12 min read

Access Oceanographic and Environmental Data with R

ERDDAP is a web service developed by Bob Simons of NOAA serve a repository of environmental variables. There are over sixty ERDDAP servers providing access to a myriad satellite data and model output relevant to oceanography, meteorology, fisheries and marine mammals, among other areas. You find the dataset in this link https://coastwatch.pfeg.noaa.gov/erddap/metadata/fgdc/xml/. The good thing about ERDDAP is its ability to allow users define the area they interested and then subset data that is within the extent of the defined area.

Chamberlain (2017) developed rerddap package, which is a general purpose R client for working with ERDDAP servers within R environment. ERDDAP is a server built on top of OPenDAP, which serves some NOAA data. ERDDAP allow you to obtain data in either gridded or table format. rerddap has two main functions two download these two types. the griddap() lets you query from gridded datasets and tabledap() lets you query fom tabular dataset.

In this post I focus on getting geostrophic current of the Tropical Indian Ocean region from ERDDAP server using rerddap package in R environment (R Core Team, 2018). If you have the package in your machine you can proceed, but if not installed, you can install stable rerddap package from the cran or GitHub by uncomment the chunks below

#install.packages("rerddap")

or development version from GitHub

#devtools::install_github("ropensci/rerddap")

We call the rerddap package along with other package we will use for data processing and visualization with require() function.

require(rerddap)
require(sf)
require(tidyverse)
require(lubridate)
require(oce)
require(gganimate)
require(RColorBrewer)

A basemap was required that show the boundaries of the countries within the WIO region. The basemap that contain all African countries was used. Then load the basemap, for this post I used the basemap of Africa , which is the ESRI shapefile format. You can easily import shapefile into R workspace with the read_sf() function of sf package (Pebesma, 2018).

## read the shapefile
africa = read_sf("./africa/Spatial/AdmInfr/afcntry.shp")

To make labelling easy on map, I extracted the centroid location (longitude and latitude) from the polygons of country boundaries in Africa layer with st_centroid() and st_coordinates() function. The attribute information was extracted from the polgon geometry using expression st_geometry(country) = NULL. These attribute information was joined with centroid information with bind_col() function. Only the information for the countries within the tropical Indian Ocean region was retained and dropped information for other countries outside the region. Table 1 show the longitude and latitude and name of the countries in the western Indian Ocean region used to draw figure 1.

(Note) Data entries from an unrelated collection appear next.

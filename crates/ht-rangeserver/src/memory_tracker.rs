//! Replacement for the source's process-wide `Global` singleton bag: a small context value
//! threaded explicitly into every component that needs shared counters, rather than reached for
//! through a static. Monotonic counters are plain atomics behind a cheap `Arc`.

use std::sync::Arc;
use std::sync::atomic::{AtomicU64, AtomicUsize, Ordering};

/// Server-wide memory and access accounting, shared by every access group and cell store on one
/// range server. Cloning is cheap (an `Arc` bump); every clone observes the same counters.
#[derive(Debug, Clone, Default)]
pub struct MemoryTracker {
    inner: Arc<Counters>,
}

#[derive(Debug, Default)]
struct Counters {
    cache_bytes_used:      AtomicU64,
    cache_bytes_allocated: AtomicU64,
    block_index_bytes:     AtomicU64,
    bloom_filter_bytes:    AtomicU64,
    shadow_cache_bytes:    AtomicU64,
    block_index_accesses:  AtomicUsize,
}

impl MemoryTracker {
    #[must_use]
    pub fn new() -> Self {
        Self::default()
    }

    pub fn add_cache_bytes(&self, used: i64, allocated: i64) {
        add_signed(&self.inner.cache_bytes_used, used);
        add_signed(&self.inner.cache_bytes_allocated, allocated);
    }

    pub fn add_block_index_bytes(&self, delta: i64) {
        add_signed(&self.inner.block_index_bytes, delta);
    }

    pub fn add_bloom_filter_bytes(&self, delta: i64) {
        add_signed(&self.inner.bloom_filter_bytes, delta);
    }

    pub fn add_shadow_cache_bytes(&self, delta: i64) {
        add_signed(&self.inner.shadow_cache_bytes, delta);
    }

    pub fn note_block_index_access(&self) {
        self.inner.block_index_accesses.fetch_add(1, Ordering::Relaxed);
    }

    #[must_use]
    pub fn cache_bytes_used(&self) -> u64 {
        self.inner.cache_bytes_used.load(Ordering::Relaxed)
    }

    #[must_use]
    pub fn cache_bytes_allocated(&self) -> u64 {
        self.inner.cache_bytes_allocated.load(Ordering::Relaxed)
    }

    #[must_use]
    pub fn block_index_bytes(&self) -> u64 {
        self.inner.block_index_bytes.load(Ordering::Relaxed)
    }

    #[must_use]
    pub fn bloom_filter_bytes(&self) -> u64 {
        self.inner.bloom_filter_bytes.load(Ordering::Relaxed)
    }

    #[must_use]
    pub fn shadow_cache_bytes(&self) -> u64 {
        self.inner.shadow_cache_bytes.load(Ordering::Relaxed)
    }

    #[must_use]
    pub fn block_index_accesses(&self) -> usize {
        self.inner.block_index_accesses.load(Ordering::Relaxed)
    }

    /// Total bytes under this tracker's watch, used by the maintenance scheduler's memory-limit
    /// comparison.
    #[must_use]
    pub fn total_bytes(&self) -> u64 {
        self.cache_bytes_used()
            + self.block_index_bytes()
            + self.bloom_filter_bytes()
            + self.shadow_cache_bytes()
    }
}

fn add_signed(counter: &AtomicU64, delta: i64) {
    if delta >= 0 {
        counter.fetch_add(delta as u64, Ordering::Relaxed);
    } else {
        counter.fetch_sub(delta.unsigned_abs(), Ordering::Relaxed);
    }
}
//! Group-commit writer: each call to [`CommitLogWriter::commit`] appends one self-framed data
//! block (§4.1's block header, Fletcher-32 checksummed) containing a batch of
//! `(table_identifier, mutations)` sections directly to the fragment file — a fragment is simply
//! a back-to-back sequence of these blocks, with no secondary record-splitting layer underneath.
//! After a configurable size threshold, the writer rolls to a fresh, numbered fragment file.

use std::path::PathBuf;

use ht_format::CompressionType;
use ht_vfs::traits::WritableFilesystem;

use crate::error::LogWriteError;
use crate::fragment::{fragment_path, write_mark};

/// Size, in bytes, a fragment file may grow to before the writer rolls to a new one.
pub const DEFAULT_FRAGMENT_ROLL_SIZE: u64 = 64 * 1024 * 1024;

pub struct CommitLogWriter<'fs, FS: WritableFilesystem> {
    fs:                 &'fs mut FS,
    log_dir:            PathBuf,
    current_fragment:   u32,
    file:               FS::AppendFile,
    bytes_in_fragment:  u64,
    roll_size:          u64,
    compression:        CompressionType,
    /// Highest revision observed in any committed block so far, across the whole logical log.
    latest_revision:    i64,
}

impl<'fs, FS: WritableFilesystem> CommitLogWriter<'fs, FS> {
    /// Opens (creating if necessary) fragment `first_fragment` in `log_dir` for appending.
    pub fn open(
        fs:              &'fs mut FS,
        log_dir:         PathBuf,
        first_fragment:  u32,
        compression:     CompressionType,
    ) -> Result<Self, FS::Error> {
        let file = fs.open_appendable(&fragment_path(&log_dir, first_fragment), true)?;
        Ok(Self {
            fs,
            log_dir,
            current_fragment: first_fragment,
            file,
            bytes_in_fragment: 0,
            roll_size: DEFAULT_FRAGMENT_ROLL_SIZE,
            compression,
            latest_revision: ht_format::TIMESTAMP_NULL,
        })
    }

    #[must_use]
    pub const fn with_roll_size(mut self, roll_size: u64) -> Self {
        self.roll_size = roll_size;
        self
    }

    #[must_use]
    pub const fn current_fragment(&self) -> u32 {
        self.current_fragment
    }

    /// Writes one data block containing `sections`, with the block header's revision set to
    /// `max_revision` (the highest revision among the mutations in this commit).
    pub fn commit(
        &mut self,
        sections:     &[(&str, &[u8])],
        max_revision: i64,
    ) -> Result<(), LogWriteError> {
        let block = crate::block::build_data_block(sections, max_revision, self.compression)?;
        self.write_block(&block)?;
        self.latest_revision = self.latest_revision.max(max_revision);
        self.maybe_roll()?;
        Ok(())
    }

    /// Writes a link block pointing at `target_dir`, and records it against `revision`.
    pub fn link(&mut self, target_dir: &str, revision: i64) -> Result<(), LogWriteError> {
        let block = crate::block::build_link_block(target_dir, revision, self.compression)?;
        self.write_block(&block)?;
        self.latest_revision = self.latest_revision.max(revision);
        self.maybe_roll()?;
        Ok(())
    }

    fn write_block(&mut self, block: &[u8]) -> Result<(), LogWriteError> {
        use std::io::Write as _;
        self.file.write_all(block)?;
        self.bytes_in_fragment += u64::try_from(block.len()).unwrap_or(u64::MAX);
        Ok(())
    }

    fn maybe_roll(&mut self) -> Result<(), LogWriteError> {
        if self.bytes_in_fragment >= self.roll_size {
            self.roll_fragment()?;
        }
        Ok(())
    }

    /// Flushes and marks the current fragment complete, then opens the next numbered fragment.
    pub fn roll_fragment(&mut self) -> Result<(), LogWriteError> {
        self.sync()?;
        self.current_fragment += 1;
        self.file = self.fs.open_appendable(
            &fragment_path(&self.log_dir, self.current_fragment),
            true,
        ).map_err(|_err| LogWriteError::Io(std::io::Error::other("failed to roll fragment")))?;
        self.bytes_in_fragment = 0;
        Ok(())
    }

    /// Flushes and waits for the underlying filesystem's durability acknowledgement.
    pub fn sync(&mut self) -> Result<(), LogWriteError> {
        use std::io::Write as _;
        self.file.flush()?;
        self.file.sync_data()?;
        Ok(())
    }

    /// Writes a mark file for every fragment strictly before `up_to_fragment`, indicating that
    /// no range still references their revisions.
    pub fn mark_purged(&mut self, up_to_fragment: u32) -> Result<(), FS::Error> {
        for n in 0..up_to_fragment {
            write_mark(self.fs, &self.log_dir, n)?;
        }
        Ok(())
    }

    #[must_use]
    pub const fn latest_revision(&self) -> i64 {
        self.latest_revision
    }
}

# extract centroid from polygones
centroids = africa%>% 
  st_centroid() %>% 
  st_coordinates() %>% 
  as.tibble() %>%
  rename(lon = 1, lat = 2)

# make a copy of africa
country = africa

# remove the geometry and retain the attribute information of the africa countries
st_geometry(country) = NULL

# bind the country centroid information with the country attribute information 
country.centroids = centroids %>% 
  bind_cols(country) %>% 
  # drop other variables except lon, lat and name
  select(lon,lat, name = CNTRY_NAME)

# select the countries in the wio region
country.wio = country.centroids %>% 
  filter(name %in% c("Somalia", "Kenya", "Uganda", "Tanzania", 
                     "Mozambique", "South Africa","Madagascar", "Comoros",
                     "Seychelles", "Mauritius", "Reunion"))
Table 1: Geographical information of the countries in the Western Indian Ocean Region
Longitude Latitude Country
37.8618 0.5335 Kenya
46.7003 -19.3793 Madagascar
35.5492 -17.2637 Mozambique
57.5679 -20.2869 Mauritius
55.5401 -21.1208 Reunion
45.8673 6.0610 Somalia
55.5265 -4.5965 Seychelles
34.8255 -6.2655 Tanzania
32.3885 1.2816 Uganda
25.0800 -28.9920 South Africa
43.6711 -11.8875 Comoros
## draw map of the tropical indian ocean
ggplot() + 
  geom_sf(data = spData::world, col = 1, fill = "ivory")+
  coord_sf(xlim = c(30,60), ylim = c(-30,5))+
  ggrepel::geom_text_repel(data = country.wio, 
            aes(x = lon, y = lat, label = name), nudge_x = 0.05)+
  theme_bw() + 
  theme(panel.background = element_rect(fill = "lightblue"),
        axis.text = element_text(size = 11, colour = 1),
        panel.grid = element_line(colour = NA))+
  scale_x_continuous(breaks = c(35,55))+
  scale_y_continuous(breaks = c(-25, 2)) +
  ggsn::scalebar(location = "bottomright", x.min = 35, x.max = 60,
                 y.min = -30, y.max = 5, dist = 600, dd2km = TRUE, 
                 model = "WGS84", st.dist = 0.02, st.size = 4)+
  labs(x = NULL, y = NULL)
Countries in the western Indian Ocean region

Figure 1: Countries in the western Indian Ocean region

Geostrophic Current

One main advantage of using ERDDAP is that you only need to download the subset of the data you desire, rather than the entire dataset. You can subset based on temporal— time range and spatial—geographical extent of interest. This approach is convinient and essential for oceanographic and environmental variables, which are usually large.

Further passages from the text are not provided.